I have to start with this: IT IS REALLY HARD TO KEEP YOUR MOUTH SHUT DURING A CRITIQUE OF YOUR WORK!

We critiqued our shutter speed (stop or show motion) photographs in class this week.

I chose one of my photos with a slower shutter speed:



During critique we talk about each photograph in front of the photographer, but the photographer isn't allowed to answer questions or defend their work as everyone talks about it. We answer these questions about each photograph:

*what do you notice first?
*what do you like about the photograph?
*what don't you like about the photograph?
*what would you do differently to improve the photograph?

I didn't agree with _everything_ that was said about my photo, but people did suggest a few ways that the photograph could've been better.

This week we also started talking about composition and the relationship between the photographer and the subject. We'll be photographing each other and being photographed ourselves in order to explore both sides of the portrait experience.

filmies: it's dark in here

Everyone talks about how great the darkroom is, so I asked a friend about what goes on down in CPC's basement.

90% of the film students, like my friend, are women. Cara said that something happens when you turn out the lights. That at first everyone's worried about getting things wrong—opening the cannister incorrectly and exposing the film, or putting too much or to little of the right chemicals in at the right time.
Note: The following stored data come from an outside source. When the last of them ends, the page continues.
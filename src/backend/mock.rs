//! Deterministic in-memory Backend Driver used by tests (§4.1, §8).
//!
//! Grounded in the teacher's `mcp.rs` `MockBackend` test fixture, extended
//! to simulate the things the Session Manager/Scope/reaper need to exercise
//! without a real subprocess or container: a timeout that the driver itself
//! enforces and recovers from, a crash, and a toy filesystem for artifact
//! diffing.
//!
//! Code bodies are tiny directives rather than real source, since this
//! driver never actually interprets anything:
//! - `"CRASH"` → `BackendCrashed`
//! - `"SLEEP <seconds>"` → sleeps, bounded by `execution_timeout`
//! - `"WRITE <filename>"` → adds `filename` to the working directory listing

use std::collections::{BTreeSet, HashSet};
use std::path::Path;
use std::sync::atomic::{AtomicBool, AtomicUsize, Ordering};
use std::sync::Arc;
use std::time::Duration;

use async_trait::async_trait;
use tokio::sync::Mutex as AsyncMutex;

use super::{base_package_name, DriverFactory, ExecutionResult, IsolationBackend, Language};
use crate::error::{OrchestratorError, Result};

/// Shared lifecycle counters so tests can assert invariants like "`start`
/// called exactly once, `terminate` at most once" across however many
/// driver instances a factory hands out.
#[derive(Default)]
pub struct MockStats {
    pub starts: AtomicUsize,
    pub terminates: AtomicUsize,
    pub executes: AtomicUsize,
}

pub struct MockBackend {
    stats: Arc<MockStats>,
    execution_timeout: Duration,
    allowed_packages: HashSet<String>,
    files: AsyncMutex<BTreeSet<String>>,
    started: AtomicBool,
}

#[async_trait]
impl IsolationBackend for MockBackend {
    async fn start(&mut self) -> Result<()> {
        self.started.store(true, Ordering::SeqCst);
        self.stats.starts.fetch_add(1, Ordering::SeqCst);
        Ok(())
    }

    async fn execute(&mut self, code: &str, language: Language) -> Result<ExecutionResult> {
        self.stats.executes.fetch_add(1, Ordering::SeqCst);

        if code == "CRASH" {
            return Err(OrchestratorError::BackendCrashed("simulated crash".to_string()));
        }

        if let Some(rest) = code.strip_prefix("SLEEP ") {
            let secs: f64 = rest.trim().parse().unwrap_or(0.0);
            let sleep = tokio::time::sleep(Duration::from_secs_f64(secs));
            if tokio::time::timeout(self.execution_timeout, sleep).await.is_err() {
                return Err(OrchestratorError::Timeout);
            }
        }

        if let Some(rest) = code.strip_prefix("WRITE ") {
            self.files.lock().await.insert(rest.trim().to_string());
        }

        Ok(ExecutionResult {
            stdout: format!("executed[{language:?}]: {code}"),
            stderr: String::new(),
            exit_code: 0,
            artifacts: Vec::new(),
            duration_seconds: 0.0,
        })
    }

    async fn upload(&mut self, _local_path: &Path, remote_path: &str) -> Result<()> {
        self.files.lock().await.insert(remote_path.to_string());
        Ok(())
    }

    async fn download(&mut self, remote_path: &str, local_path: &Path) -> Result<()> {
        if !self.files.lock().await.contains(remote_path) {
            return Err(OrchestratorError::NotFound(remote_path.to_string()));
        }
        tokio::fs::write(local_path, b"mock artifact contents")
            .await
            .map_err(|err| OrchestratorError::BackendCrashed(err.to_string()))
    }

    async fn list_files(&mut self, _path: &str) -> Result<Vec<String>> {
        Ok(self.files.lock().await.iter().cloned().collect())
    }

    async fn install_package(&mut self, package_spec: &str) -> Result<()> {
        let base = base_package_name(package_spec);
        if !self.allowed_packages.contains(&base) {
            return Err(OrchestratorError::PackageNotAllowed(base));
        }
        Ok(())
    }

    async fn terminate(&mut self) {
        self.stats.terminates.fetch_add(1, Ordering::SeqCst);
    }
}

/// Constructs [`MockBackend`]s that share one [`MockStats`] handle.
pub struct MockDriverFactory {
    stats: Arc<MockStats>,
    execution_timeout: Duration,
    allowed_packages: HashSet<String>,
    fail_start: AtomicBool,
}

impl MockDriverFactory {
    pub fn new(stats: Arc<MockStats>, execution_timeout: Duration, allowed_packages: HashSet<String>) -> Self {
        Self {
            stats,
            execution_timeout,
            allowed_packages,
            fail_start: AtomicBool::new(false),
        }
    }

    /// Makes every subsequently-created driver fail `start()`, to exercise
    /// the `BackendUnavailable` path (§4.4.1 step 5).
    pub fn fail_next_start(&self) {
        self.fail_start.store(true, Ordering::SeqCst);
    }
}

impl DriverFactory for MockDriverFactory {
    fn create(&self) -> Box<dyn IsolationBackend> {
        Box::new(FallibleStartBackend {
            inner: MockBackend {
                stats: Arc::clone(&self.stats),
                execution_timeout: self.execution_timeout,
                allowed_packages: self.allowed_packages.clone(),
                files: AsyncMutex::new(BTreeSet::new()),
                started: AtomicBool::new(false),
            },
            should_fail: self.fail_start.swap(false, Ordering::SeqCst),
        })
    }
}

/// Wraps a [`MockBackend`] so a single `start()` call can be made to fail,
/// without threading that flag through every other method.
struct FallibleStartBackend {
    inner: MockBackend,
    should_fail: bool,
}

#[async_trait]
impl IsolationBackend for FallibleStartBackend {
    async fn start(&mut self) -> Result<()> {
        if self.should_fail {
            return Err(OrchestratorError::BackendUnavailable(
                "simulated start failure".to_string(),
            ));
        }
        self.inner.start().await
    }

    async fn execute(&mut self, code: &str, language: Language) -> Result<ExecutionResult> {
        self.inner.execute(code, language).await
    }

    async fn upload(&mut self, local_path: &Path, remote_path: &str) -> Result<()> {
        self.inner.upload(local_path, remote_path).await
    }

    async fn download(&mut self, remote_path: &str, local_path: &Path) -> Result<()> {
        self.inner.download(remote_path, local_path).await
    }

    async fn list_files(&mut self, path: &str) -> Result<Vec<String>> {
        self.inner.list_files(path).await
    }

    async fn install_package(&mut self, package_spec: &str) -> Result<()> {
        self.inner.install_package(package_spec).await
    }

    async fn terminate(&mut self) {
        self.inner.terminate().await;
    }
}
But she said the lab instructor was funny and helpful and (after he freaked everyone out by saying that he'd put the wrong chemical in the developing cannisters) put everyone at ease.

She tried to describe being in the dark like that, with other people she hardly knew. She said and id that because you can't see, you become really attuned to other sensory input. In the darkroom they navigate around by sight and feel.

And unlike my experience with digital, where I can see what I've just shot so that I kind of know what I got in given shoot, with film, there's this hold-your-breath moment right before you look at your developed negatives where you don't know if you have anything. And there's something magical about that moment. She said there's nothing like being able to see the images you worked so hard for, there in a slender strip, ready to be enlarged.